Exercise objective: Type out the entries again, keeping every word unchanged.

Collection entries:
-*-
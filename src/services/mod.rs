mod backboard;
mod elevenlabs;
mod featherless;
mod gemini;
mod lyria;
mod whisper;

#[cfg(test)]
pub mod fakes;

pub use backboard::BackboardStore;
pub use elevenlabs::ElevenLabsVoice;
pub use featherless::FeatherlessRefiner;
pub use gemini::GeminiAnalyzer;
#[cfg(test)]
pub use gemini::parse_analysis;
pub use lyria::LyriaGenerator;
pub use whisper::WhisperTranscriber;

use std::path::{Path, PathBuf};
use std::sync::Arc;
use std::time::Duration;

use async_trait::async_trait;
use futures::StreamExt;
use reqwest::Client;
use tokio::io::AsyncWriteExt;

use crate::app::{AnalysisResult, VoiceSettings};
use crate::error::{AnalysisError, ServiceError};

const USER_AGENT: &str = concat!("memomuse/", env!("CARGO_PKG_VERSION"));

/// Speech to text
#[async_trait]
pub trait Transcriber: Send + Sync {
    async fn transcribe(&self, audio: &Path) -> Result<String, ServiceError>;
}

/// Transcript to song metadata
#[async_trait]
pub trait SongAnalyzer: Send + Sync {
    async fn analyze(&self, transcript: &str, genre: &str) -> Result<AnalysisResult, AnalysisError>;
}

/// Optional lyric polishing; `None` means keep what you have
#[async_trait]
pub trait LyricRefiner: Send + Sync {
    async fn refine(
        &self,
        lyrics: &str,
        genre: &str,
        mood: &str,
    ) -> Result<Option<String>, ServiceError>;
}

/// Optional long-term memory of past sessions
#[async_trait]
pub trait SessionStore: Send + Sync {
    async fn store(&self, summary: &SessionSummary) -> Result<(), ServiceError>;
}

/// Style prompt to instrumental audio file
#[async_trait]
pub trait InstrumentalGenerator: Send + Sync {
    async fn generate(
        &self,
        style_prompt: &str,
        bpm: u32,
        output: &Path,
    ) -> Result<PathBuf, ServiceError>;
}

/// Vocal track generation
#[async_trait]
pub trait VoiceGenerator: Send + Sync {
    /// Sing/speak `lyrics` with the given voice settings
    async fn synthesize(
        &self,
        lyrics: &str,
        output: &Path,
        settings: &VoiceSettings,
    ) -> Result<PathBuf, ServiceError>;

    /// Re-voice a recording, keeping its melody and timing
    async fn convert(
        &self,
        input: &Path,
        output: &Path,
        voice_id: &str,
    ) -> Result<PathBuf, ServiceError>;
}

/// Longest excerpt of each free-text field kept in session memory
pub const SUMMARY_CHARS: usize = 200;

/// Condensed record of a session for the memory service
#[derive(Debug, Clone, PartialEq)]
pub struct SessionSummary {
    pub transcript: String,
    pub lyrics: String,
    pub style_prompt: String,
    pub genre: String,
    pub mood: String,
}

impl SessionSummary {
    pub fn new(transcript: &str, analysis: &AnalysisResult, genre: &str) -> Self {
        Self {
            transcript: truncate_chars(transcript, SUMMARY_CHARS),
            lyrics: truncate_chars(&analysis.cleaned_lyrics, SUMMARY_CHARS),
            style_prompt: truncate_chars(&analysis.style_prompt, SUMMARY_CHARS),
            genre: genre.to_string(),
            mood: analysis.mood.clone(),
        }
    }
}

/// First `max` characters of `text`
pub fn truncate_chars(text: &str, max: usize) -> String {
    text.chars().take(max).collect()
}

/// API keys and knobs for the concrete adapters
#[derive(Debug, Clone, Default)]
pub struct ServiceConfig {
    pub gemini_api_key: Option<String>,
    pub elevenlabs_api_key: Option<String>,
    pub featherless_api_key: Option<String>,
    pub backboard_api_key: Option<String>,
    pub whisper_bin: String,
    pub whisper_model: String,
    pub instrumental_seconds: u32,
    pub scratch_dir: PathBuf,
}

/// Every collaborator the pipeline talks to
#[derive(Clone)]
pub struct Services {
    pub transcriber: Arc<dyn Transcriber>,
    pub analyzer: Arc<dyn SongAnalyzer>,
    pub refiner: Arc<dyn LyricRefiner>,
    pub session: Arc<dyn SessionStore>,
    pub instrumental: Arc<dyn InstrumentalGenerator>,
    pub voice: Arc<dyn VoiceGenerator>,
}

impl Services {
    /// Build the production adapters sharing one HTTP client
    pub fn from_config(config: &ServiceConfig) -> Result<Self, ServiceError> {
        let client = Client::builder()
            .user_agent(USER_AGENT)
            .connect_timeout(Duration::from_secs(10))
            .build()?;

        Ok(Self {
            transcriber: Arc::new(WhisperTranscriber::new(
                &config.whisper_bin,
                &config.whisper_model,
                config.scratch_dir.clone(),
            )),
            analyzer: Arc::new(GeminiAnalyzer::new(
                client.clone(),
                config.gemini_api_key.clone(),
            )),
            refiner: Arc::new(FeatherlessRefiner::new(
                client.clone(),
                config.featherless_api_key.clone(),
            )),
            session: Arc::new(BackboardStore::new(
                client.clone(),
                config.backboard_api_key.clone(),
            )),
            instrumental: Arc::new(LyriaGenerator::new(
                config.gemini_api_key.clone(),
                config.instrumental_seconds,
            )),
            voice: Arc::new(ElevenLabsVoice::new(
                client,
                config.elevenlabs_api_key.clone(),
            )),
        })
    }
}

/// Fail with the standard error for a missing key
fn require_key<'a>(key: &'a Option<String>, name: &'static str) -> Result<&'a str, ServiceError> {
    key.as_deref()
        .filter(|k| !k.is_empty())
        .ok_or(ServiceError::MissingCredentials(name))
}

/// Turn a non-2xx response into an error carrying the body
async fn check_status(response: reqwest::Response) -> Result<reqwest::Response, ServiceError> {
    if response.status().is_success() {
        return Ok(response);
    }
    let status = response.status();
    let body = response.text().await.unwrap_or_default();
    Err(ServiceError::HttpStatus {
        status,
        body: truncate_chars(&body, 500),
    })
}

/// Stream a response body to disk chunk by chunk
async fn write_body(response: reqwest::Response, output: &Path) -> Result<u64, ServiceError> {
    let mut file = tokio::fs::File::create(output).await?;
    let mut stream = response.bytes_stream();
    let mut written = 0u64;

    while let Some(chunk) = stream.next().await {
        let chunk = chunk?;
        file.write_all(&chunk).await?;
        written += chunk.len() as u64;
    }
    file.flush().await?;

    if written == 0 {
        return Err(ServiceError::UnexpectedResponse("empty audio body".into()));
    }
    Ok(written)
}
-*-
Expected answer:
filename src/services/mod.rs
mod backboard;
mod elevenlabs;
mod featherless;
mod gemini;
mod lyria;
mod whisper;

#[cfg(test)]
pub mod fakes;

pub use backboard::BackboardStore;
pub use elevenlabs::ElevenLabsVoice;
pub use featherless::FeatherlessRefiner;
pub use gemini::GeminiAnalyzer;
#[cfg(test)]
pub use gemini::parse_analysis;
pub use lyria::LyriaGenerator;
pub use whisper::WhisperTranscriber;

use std::path::{Path, PathBuf};
use std::sync::Arc;
use std::time::Duration;

use async_trait::async_trait;
use futures::StreamExt;
use reqwest::Client;
use tokio::io::AsyncWriteExt;

use crate::app::{AnalysisResult, VoiceSettings};
use crate::error::{AnalysisError, ServiceError};

const USER_AGENT: &str = concat!("memomuse/", env!("CARGO_PKG_VERSION"));

/// Speech to text
#[async_trait]
pub trait Transcriber: Send + Sync {
    async fn transcribe(&self, audio: &Path) -> Result<String, ServiceError>;
}

/// Transcript to song metadata
#[async_trait]
pub trait SongAnalyzer: Send + Sync {
    async fn analyze(&self, transcript: &str, genre: &str) -> Result<AnalysisResult, AnalysisError>;
}

/// Optional lyric polishing; `None` means keep what you have
#[async_trait]
pub trait LyricRefiner: Send + Sync {
    async fn refine(
        &self,
        lyrics: &str,
        genre: &str,
        mood: &str,
    ) -> Result<Option<String>, ServiceError>;
}

/// Optional long-term memory of past sessions
#[async_trait]
pub trait SessionStore: Send + Sync {
    async fn store(&self, summary: &SessionSummary) -> Result<(), ServiceError>;
}

/// Style prompt to instrumental audio file
#[async_trait]
pub trait InstrumentalGenerator: Send + Sync {
    async fn generate(
        &self,
        style_prompt: &str,
        bpm: u32,
        output: &Path,
    ) -> Result<PathBuf, ServiceError>;
}

/// Vocal track generation
#[async_trait]
pub trait VoiceGenerator: Send + Sync {
    /// Sing/speak `lyrics` with the given voice settings
    async fn synthesize(
        &self,
        lyrics: &str,
        output: &Path,
        settings: &VoiceSettings,
    ) -> Result<PathBuf, ServiceError>;

    /// Re-voice a recording, keeping its melody and timing
    async fn convert(
        &self,
        input: &Path,
        output: &Path,
        voice_id: &str,
    ) -> Result<PathBuf, ServiceError>;
}

/// Longest excerpt of each free-text field kept in session memory
pub const SUMMARY_CHARS: usize = 200;

/// Condensed record of a session for the memory service
#[derive(Debug, Clone, PartialEq)]
pub struct SessionSummary {
    pub transcript: String,
    pub lyrics: String,
    pub style_prompt: String,
    pub genre: String,
    pub mood: String,
}

impl SessionSummary {
    pub fn new(transcript: &str, analysis: &AnalysisResult, genre: &str) -> Self {
        Self {
            transcript: truncate_chars(transcript, SUMMARY_CHARS),
            lyrics: truncate_chars(&analysis.cleaned_lyrics, SUMMARY_CHARS),
            style_prompt: truncate_chars(&analysis.style_prompt, SUMMARY_CHARS),
            genre: genre.to_string(),
            mood: analysis.mood.clone(),
        }
    }
}

/// First `max` characters of `text`
pub fn truncate_chars(text: &str, max: usize) -> String {
    text.chars().take(max).collect()
}

/// API keys and knobs for the concrete adapters
#[derive(Debug, Clone, Default)]
pub struct ServiceConfig {
    pub gemini_api_key: Option<String>,
    pub elevenlabs_api_key: Option<String>,
    pub featherless_api_key: Option<String>,
    pub backboard_api_key: Option<String>,
    pub whisper_bin: String,
    pub whisper_model: String,
    pub instrumental_seconds: u32,
    pub scratch_dir: PathBuf,
}

/// Every collaborator the pipeline talks to
#[derive(Clone)]
pub struct Services {
    pub transcriber: Arc<dyn Transcriber>,
    pub analyzer: Arc<dyn SongAnalyzer>,
    pub refiner: Arc<dyn LyricRefiner>,
    pub session: Arc<dyn SessionStore>,
    pub instrumental: Arc<dyn InstrumentalGenerator>,
    pub voice: Arc<dyn VoiceGenerator>,
}

impl Services {
    /// Build the production adapters sharing one HTTP client
    pub fn from_config(config: &ServiceConfig) -> Result<Self, ServiceError> {
        let client = Client::builder()
            .user_agent(USER_AGENT)
            .connect_timeout(Duration::from_secs(10))
            .build()?;

        Ok(Self {
            transcriber: Arc::new(WhisperTranscriber::new(
                &config.whisper_bin,
                &config.whisper_model,
                config.scratch_dir.clone(),
            )),
            analyzer: Arc::new(GeminiAnalyzer::new(
                client.clone(),
                config.gemini_api_key.clone(),
            )),
            refiner: Arc::new(FeatherlessRefiner::new(
                client.clone(),
                config.featherless_api_key.clone(),
            )),
            session: Arc::new(BackboardStore::new(
                client.clone(),
                config.backboard_api_key.clone(),
            )),
            instrumental: Arc::new(LyriaGenerator::new(
                config.gemini_api_key.clone(),
                config.instrumental_seconds,
            )),
            voice: Arc::new(ElevenLabsVoice::new(
                client,
                config.elevenlabs_api_key.clone(),
            )),
        })
    }
}

/// Fail with the standard error for a missing key
fn require_key<'a>(key: &'a Option<String>, name: &'static str) -> Result<&'a str, ServiceError> {
    key.as_deref()
        .filter(|k| !k.is_empty())
        .ok_or(ServiceError::MissingCredentials(name))
}

/// Turn a non-2xx response into an error carrying the body
async fn check_status(response: reqwest::Response) -> Result<reqwest::Response, ServiceError> {
    if response.status().is_success() {
        return Ok(response);
    }
    let status = response.status();
    let body = response.text().await.unwrap_or_default();
    Err(ServiceError::HttpStatus {
        status,
        body: truncate_chars(&body, 500),
    })
}

/// Stream a response body to disk chunk by chunk
async fn write_body(response: reqwest::Response, output: &Path) -> Result<u64, ServiceError> {
    let mut file = tokio::fs::File::create(output).await?;
    let mut stream = response.bytes_stream();
    let mut written = 0u64;

    while let Some(chunk) = stream.next().await {
        let chunk = chunk?;
        file.write_all(&chunk).await?;
        written += chunk.len() as u64;
    }
    file.flush().await?;

    if written == 0 {
        return Err(ServiceError::UnexpectedResponse("empty audio body".into()));
    }
    Ok(written)
}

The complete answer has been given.